Of course, it makes sense to be cautious with interpretations when one has few facts from the find situation, but nevertheless, this cautious barrenness shapes the image the world has of the Celts.

In this respect, those models now that say "we are not sure, but this is how it might have been" are very positive development.

Artists like the Celts certainly had ornately carved furniture, as can be seen in the Celtic village of Mitterkirchen, or some with burned-in pictures, as in the Celtic village of Schwarzenbach. In some museums, the clay plastered buildings may seem clammy and damp, but if a fire was burning in them every day for cooking, they were certainly cozy, dry and warm, because clay is an excellent material to regulate the climate in a building, as it absorbs and releases moisture very well (unlike stone buildings, which take a long time to heat up and on which moisture condenses quickly).

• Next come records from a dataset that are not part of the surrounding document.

//! Domain records and batch result types for the iVvy API.
//!
//! # Design
//! Every model field is optional: the same record is used to submit partial
//! updates and to decode list responses, where iVvy omits empty fields.
//! Unknown fields are ignored on decode and absent fields are omitted on
//! encode, so `to_parameters` yields exactly what the caller set.

use serde::{Deserialize, Serialize};
use serde_json::{Map, Value};

/// Postal address attached to a company.
#[derive(Debug, Clone, Default, PartialEq, Eq, Serialize, Deserialize)]
#[serde(rename_all = "camelCase")]
pub struct Address {
    #[serde(skip_serializing_if = "Option::is_none")]
    pub line1: Option<String>,
    #[serde(skip_serializing_if = "Option::is_none")]
    pub line2: Option<String>,
    #[serde(skip_serializing_if = "Option::is_none")]
    pub city: Option<String>,
    #[serde(skip_serializing_if = "Option::is_none")]
    pub state_code: Option<String>,
    #[serde(skip_serializing_if = "Option::is_none")]
    pub postal_code: Option<String>,
    #[serde(skip_serializing_if = "Option::is_none")]
    pub country_code: Option<String>,
}

/// A company in the iVvy contact book.
#[derive(Debug, Clone, Default, PartialEq, Eq, Serialize, Deserialize)]
#[serde(rename_all = "camelCase")]
pub struct Company {
    #[serde(skip_serializing_if = "Option::is_none")]
    pub id: Option<u64>,
    #[serde(skip_serializing_if = "Option::is_none")]
    pub business_name: Option<String>,
    #[serde(skip_serializing_if = "Option::is_none")]
    pub trading_name: Option<String>,
    #[serde(skip_serializing_if = "Option::is_none")]
    pub business_number: Option<String>,
    #[serde(skip_serializing_if = "Option::is_none")]
    pub phone: Option<String>,
    #[serde(skip_serializing_if = "Option::is_none")]
    pub fax: Option<String>,
    #[serde(skip_serializing_if = "Option::is_none")]
    pub website: Option<String>,
    #[serde(skip_serializing_if = "Option::is_none")]
    pub email: Option<String>,
    #[serde(skip_serializing_if = "Option::is_none")]
    pub address: Option<Address>,
}

/// A person in the iVvy contact book.
#[derive(Debug, Clone, Default, PartialEq, Eq, Serialize, Deserialize)]
#[serde(rename_all = "camelCase")]
pub struct Contact {
    #[serde(skip_serializing_if = "Option::is_none")]
    pub id: Option<u64>,
    #[serde(skip_serializing_if = "Option::is_none")]
    pub first_name: Option<String>,
    #[serde(skip_serializing_if = "Option::is_none")]
    pub last_name: Option<String>,
    #[serde(skip_serializing_if = "Option::is_none")]
    pub email: Option<String>,
    #[serde(skip_serializing_if = "Option::is_none")]
    pub phone: Option<String>,
    #[serde(skip_serializing_if = "Option::is_none")]
    pub mobile: Option<String>,
    #[serde(skip_serializing_if = "Option::is_none")]
    pub company_id: Option<u64>,
}

/// An invoice issued from iVvy.
#[derive(Debug, Clone, Default, PartialEq, Serialize, Deserialize)]
#[serde(rename_all = "camelCase")]
pub struct Invoice {
    #[serde(skip_serializing_if = "Option::is_none")]
    pub id: Option<u64>,
    #[serde(skip_serializing_if = "Option::is_none")]
    pub reference: Option<String>,
    #[serde(skip_serializing_if = "Option::is_none")]
    pub title: Option<String>,
    #[serde(skip_serializing_if = "Option::is_none")]
    pub description: Option<String>,
    #[serde(skip_serializing_if = "Option::is_none")]
    pub currency: Option<String>,
    #[serde(skip_serializing_if = "Option::is_none")]
    pub total_cost: Option<f64>,
    #[serde(skip_serializing_if = "Option::is_none")]
    pub total_tax_cost: Option<f64>,
    #[serde(skip_serializing_if = "Option::is_none")]
    pub amount_paid: Option<f64>,
    #[serde(skip_serializing_if = "Option::is_none")]
    pub status: Option<u32>,
    #[serde(skip_serializing_if = "Option::is_none")]
    pub created_date: Option<String>,
    #[serde(skip_serializing_if = "Option::is_none")]
    pub modified_date: Option<String>,
}

/// Canonical field map of a record, used as job parameters.
///
/// # Errors
/// Fails if the record does not serialize, or serializes to something other
/// than a JSON object.
pub fn to_parameters<T: Serialize>(record: &T) -> Result<Map<String, Value>, serde_json::Error> {
    match serde_json::to_value(record)? {
        Value::Object(map) => Ok(map),
        other => Err(<serde_json::Error as serde::ser::Error>::custom(format!(
            "expected a JSON object for job parameters, got {other}"
        ))),
    }
}

/// Outcome of one job inside a completed batch.
#[derive(Debug, Clone, PartialEq, Serialize, Deserialize)]
pub struct JobResult {
    pub namespace: String,
    pub action: String,
    #[serde(default)]
    pub request: Value,
    #[serde(default)]
    pub response: Value,
}

impl JobResult {
    /// The `errorCode` of this job's response, if the job itself failed.
    ///
    /// A batch can complete while individual jobs in it were rejected.
    pub fn error_code(&self) -> Option<i64> {
        self.response.get("errorCode").and_then(Value::as_i64)
    }
}

/// Why a batch result could not be returned.
#[derive(Debug, Clone, Copy, PartialEq, Eq)]
pub enum BatchError {
    /// The server is still processing the batch; poll again later.
    NotCompleted,
    Unknown,
}

impl BatchError {
    pub fn as_str(&self) -> &'static str {
        match self {
            BatchError::NotCompleted => "not_completed",
            BatchError::Unknown => "unknown",
        }
    }
}

impl std::fmt::Display for BatchError {
    fn fmt(&self, f: &mut std::fmt::Formatter<'_>) -> std::fmt::Result {
        f.write_str(self.as_str())
    }
}

/// Decoded response of a batch result poll.
#[derive(Debug, Clone, PartialEq)]
pub enum BatchResult {
    Completed(Vec<JobResult>),
    Failed(BatchError),
}

impl BatchResult {
    pub fn success(&self) -> bool {
        matches!(self, BatchResult::Completed(_))
    }

    pub fn results(&self) -> Option<&[JobResult]> {
        match self {
            BatchResult::Completed(results) => Some(results),
            BatchResult::Failed(_) => None,
        }
    }

    pub fn error(&self) -> Option<BatchError> {
        match self {
            BatchResult::Completed(_) => None,
            BatchResult::Failed(err) => Some(*err),
        }
    }

    /// True only for the state in which re-polling makes sense.
    pub fn is_pending(&self) -> bool {
        matches!(self, BatchResult::Failed(BatchError::NotCompleted))
    }
}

We know from the garment remains found in Hallstatt, for example, that Celts were very skilled at weaving, so why wouldn't there have been wall hangings to decorate the room? Cozy pillows filled with straw or husks?

At least the richer Celts, like the warriors, craftsmen and artists, must have lived very comfortably. A cool earthen pit on the north side of the house as a refrigerator, wicker partitions, shelves and chests for all the possessions of ornate vessels, jewelry, utensils ...

It's time to change the images in our head.

More "glamping" (glamorous camping) instead of survival tent ...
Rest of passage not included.